◆ **REQUIREMENT**
In the data below, find every line with the word "first" and copy it out.

◆ **SOURCE MATERIAL**
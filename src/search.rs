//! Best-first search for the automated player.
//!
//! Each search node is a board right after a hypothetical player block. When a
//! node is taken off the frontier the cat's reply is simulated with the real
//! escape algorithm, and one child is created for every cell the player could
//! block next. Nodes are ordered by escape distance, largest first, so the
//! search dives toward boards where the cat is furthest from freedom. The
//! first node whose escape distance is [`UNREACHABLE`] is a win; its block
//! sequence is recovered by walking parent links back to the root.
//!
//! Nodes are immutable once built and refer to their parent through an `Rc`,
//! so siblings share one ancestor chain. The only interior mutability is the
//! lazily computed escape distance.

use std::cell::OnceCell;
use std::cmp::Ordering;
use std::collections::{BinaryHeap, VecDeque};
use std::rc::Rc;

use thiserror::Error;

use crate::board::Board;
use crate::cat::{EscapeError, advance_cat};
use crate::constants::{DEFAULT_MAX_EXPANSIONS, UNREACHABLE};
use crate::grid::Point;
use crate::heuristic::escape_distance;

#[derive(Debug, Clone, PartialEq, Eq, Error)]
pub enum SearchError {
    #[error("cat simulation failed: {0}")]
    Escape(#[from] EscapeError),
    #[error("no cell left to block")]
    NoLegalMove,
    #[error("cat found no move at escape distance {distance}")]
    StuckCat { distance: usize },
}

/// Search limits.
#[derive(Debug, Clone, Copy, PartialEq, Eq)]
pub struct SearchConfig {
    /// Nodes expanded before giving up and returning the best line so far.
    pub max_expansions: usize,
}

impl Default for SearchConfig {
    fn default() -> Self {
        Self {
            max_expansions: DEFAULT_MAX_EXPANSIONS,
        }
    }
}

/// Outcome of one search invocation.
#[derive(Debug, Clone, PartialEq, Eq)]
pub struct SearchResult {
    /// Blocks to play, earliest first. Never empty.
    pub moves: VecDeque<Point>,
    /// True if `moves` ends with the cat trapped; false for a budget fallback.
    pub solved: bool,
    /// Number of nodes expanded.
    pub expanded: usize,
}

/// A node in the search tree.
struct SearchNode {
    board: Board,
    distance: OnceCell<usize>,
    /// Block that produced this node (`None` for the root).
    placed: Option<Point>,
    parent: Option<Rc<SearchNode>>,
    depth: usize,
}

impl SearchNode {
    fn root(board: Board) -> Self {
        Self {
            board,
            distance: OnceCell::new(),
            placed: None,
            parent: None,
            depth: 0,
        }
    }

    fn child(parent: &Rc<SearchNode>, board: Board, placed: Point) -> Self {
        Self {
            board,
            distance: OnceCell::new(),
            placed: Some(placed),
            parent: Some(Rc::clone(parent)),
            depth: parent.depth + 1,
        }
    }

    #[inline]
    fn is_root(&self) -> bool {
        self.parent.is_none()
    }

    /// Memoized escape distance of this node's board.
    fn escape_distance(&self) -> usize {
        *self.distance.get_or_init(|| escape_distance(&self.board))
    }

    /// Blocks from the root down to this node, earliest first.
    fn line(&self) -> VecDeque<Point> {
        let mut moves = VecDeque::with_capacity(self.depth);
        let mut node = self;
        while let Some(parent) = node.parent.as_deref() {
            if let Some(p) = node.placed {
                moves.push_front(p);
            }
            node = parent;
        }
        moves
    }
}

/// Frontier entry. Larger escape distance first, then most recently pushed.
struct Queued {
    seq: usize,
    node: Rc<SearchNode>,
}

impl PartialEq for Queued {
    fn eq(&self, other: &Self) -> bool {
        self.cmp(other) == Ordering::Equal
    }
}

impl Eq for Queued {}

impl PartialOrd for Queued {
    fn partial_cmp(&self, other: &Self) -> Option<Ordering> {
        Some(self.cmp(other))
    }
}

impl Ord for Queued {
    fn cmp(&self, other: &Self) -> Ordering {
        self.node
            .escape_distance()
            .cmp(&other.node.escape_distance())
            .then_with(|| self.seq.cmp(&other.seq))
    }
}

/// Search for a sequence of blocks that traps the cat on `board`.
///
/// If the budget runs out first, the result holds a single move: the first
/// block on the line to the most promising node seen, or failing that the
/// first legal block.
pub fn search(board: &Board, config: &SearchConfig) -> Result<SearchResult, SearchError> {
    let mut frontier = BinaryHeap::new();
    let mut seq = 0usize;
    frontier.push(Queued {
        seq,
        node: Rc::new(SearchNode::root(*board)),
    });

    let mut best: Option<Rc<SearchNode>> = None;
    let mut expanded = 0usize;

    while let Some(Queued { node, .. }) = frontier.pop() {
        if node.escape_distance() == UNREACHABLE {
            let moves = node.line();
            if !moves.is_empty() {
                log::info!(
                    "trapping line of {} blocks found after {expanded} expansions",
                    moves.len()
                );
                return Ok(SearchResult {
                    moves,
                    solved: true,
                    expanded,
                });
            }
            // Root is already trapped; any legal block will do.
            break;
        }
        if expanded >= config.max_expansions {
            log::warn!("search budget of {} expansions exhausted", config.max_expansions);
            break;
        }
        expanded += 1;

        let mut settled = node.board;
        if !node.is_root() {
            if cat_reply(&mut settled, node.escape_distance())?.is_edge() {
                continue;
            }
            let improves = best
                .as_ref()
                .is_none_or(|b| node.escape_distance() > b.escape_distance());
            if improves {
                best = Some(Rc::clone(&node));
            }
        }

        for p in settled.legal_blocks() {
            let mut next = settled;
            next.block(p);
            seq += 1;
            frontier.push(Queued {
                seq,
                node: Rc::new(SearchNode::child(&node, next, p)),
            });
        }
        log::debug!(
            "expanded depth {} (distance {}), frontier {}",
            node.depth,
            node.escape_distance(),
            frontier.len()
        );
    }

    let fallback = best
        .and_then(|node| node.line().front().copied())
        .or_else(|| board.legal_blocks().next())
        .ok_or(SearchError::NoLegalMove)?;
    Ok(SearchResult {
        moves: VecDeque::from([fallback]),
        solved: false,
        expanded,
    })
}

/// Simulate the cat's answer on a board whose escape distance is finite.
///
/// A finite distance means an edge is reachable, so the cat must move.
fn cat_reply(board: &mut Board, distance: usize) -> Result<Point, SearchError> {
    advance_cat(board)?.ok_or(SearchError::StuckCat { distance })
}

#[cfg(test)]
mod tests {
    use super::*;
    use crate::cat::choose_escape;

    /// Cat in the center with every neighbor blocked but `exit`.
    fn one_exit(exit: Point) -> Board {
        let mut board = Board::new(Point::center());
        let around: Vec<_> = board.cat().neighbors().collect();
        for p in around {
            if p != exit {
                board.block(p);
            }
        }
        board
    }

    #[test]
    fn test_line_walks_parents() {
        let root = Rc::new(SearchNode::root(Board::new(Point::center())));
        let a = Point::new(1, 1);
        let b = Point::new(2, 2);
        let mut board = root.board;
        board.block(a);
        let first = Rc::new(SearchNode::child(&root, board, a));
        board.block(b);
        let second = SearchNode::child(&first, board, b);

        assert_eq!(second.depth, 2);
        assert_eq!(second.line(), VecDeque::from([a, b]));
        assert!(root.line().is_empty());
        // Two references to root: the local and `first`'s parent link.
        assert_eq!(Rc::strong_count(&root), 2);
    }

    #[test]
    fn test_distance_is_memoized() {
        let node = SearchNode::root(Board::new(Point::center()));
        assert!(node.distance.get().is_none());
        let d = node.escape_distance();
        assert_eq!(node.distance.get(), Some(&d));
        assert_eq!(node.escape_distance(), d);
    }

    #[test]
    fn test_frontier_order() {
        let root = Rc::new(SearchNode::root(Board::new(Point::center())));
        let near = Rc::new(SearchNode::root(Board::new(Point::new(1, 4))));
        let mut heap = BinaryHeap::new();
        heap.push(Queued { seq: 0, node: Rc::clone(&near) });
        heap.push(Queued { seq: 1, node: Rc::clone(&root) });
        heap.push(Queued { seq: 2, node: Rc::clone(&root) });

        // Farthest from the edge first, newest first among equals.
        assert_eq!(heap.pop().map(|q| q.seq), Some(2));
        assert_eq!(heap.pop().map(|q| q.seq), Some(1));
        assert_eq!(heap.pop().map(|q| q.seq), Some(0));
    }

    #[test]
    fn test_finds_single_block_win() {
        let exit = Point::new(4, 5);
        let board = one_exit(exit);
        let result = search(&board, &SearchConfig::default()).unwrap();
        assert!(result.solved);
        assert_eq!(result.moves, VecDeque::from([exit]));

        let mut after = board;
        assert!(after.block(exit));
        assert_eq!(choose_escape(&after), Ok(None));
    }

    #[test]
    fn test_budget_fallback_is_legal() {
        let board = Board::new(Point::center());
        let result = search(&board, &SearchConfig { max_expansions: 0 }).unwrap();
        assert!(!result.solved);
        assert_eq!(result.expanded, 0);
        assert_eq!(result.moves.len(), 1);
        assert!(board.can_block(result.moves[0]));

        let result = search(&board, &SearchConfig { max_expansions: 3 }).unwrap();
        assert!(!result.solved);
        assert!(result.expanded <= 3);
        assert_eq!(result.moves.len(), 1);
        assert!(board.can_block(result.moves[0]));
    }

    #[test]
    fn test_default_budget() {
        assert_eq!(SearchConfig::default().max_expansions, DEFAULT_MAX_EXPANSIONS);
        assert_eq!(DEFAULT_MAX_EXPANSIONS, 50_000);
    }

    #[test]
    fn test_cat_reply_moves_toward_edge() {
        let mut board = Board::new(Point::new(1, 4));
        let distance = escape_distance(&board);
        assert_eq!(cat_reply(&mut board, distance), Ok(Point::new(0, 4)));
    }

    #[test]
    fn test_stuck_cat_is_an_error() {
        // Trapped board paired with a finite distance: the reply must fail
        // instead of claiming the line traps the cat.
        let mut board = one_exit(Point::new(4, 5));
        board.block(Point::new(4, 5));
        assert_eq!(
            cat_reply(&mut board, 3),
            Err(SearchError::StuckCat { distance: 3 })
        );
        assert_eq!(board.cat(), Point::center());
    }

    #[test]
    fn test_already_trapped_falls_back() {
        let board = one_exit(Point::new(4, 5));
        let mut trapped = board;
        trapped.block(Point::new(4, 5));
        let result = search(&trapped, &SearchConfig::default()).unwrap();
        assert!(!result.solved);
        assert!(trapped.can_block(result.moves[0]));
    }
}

◆ **COMPLETED TASK**
//! Best-first search for the automated player.
//! block next. Nodes are ordered by escape distance, largest first, so the
//! first node whose escape distance is [`UNREACHABLE`] is a win; its block
    /// Blocks to play, earliest first. Never empty.
    /// Blocks from the root down to this node, earliest first.
/// Frontier entry. Larger escape distance first, then most recently pushed.
/// If the budget runs out first, the result holds a single move: the first
/// first legal block.
        let first = Rc::new(SearchNode::child(&root, board, a));
        let second = SearchNode::child(&first, board, b);
        // Two references to root: the local and `first`'s parent link.
        // Farthest from the edge first, newest first among equals.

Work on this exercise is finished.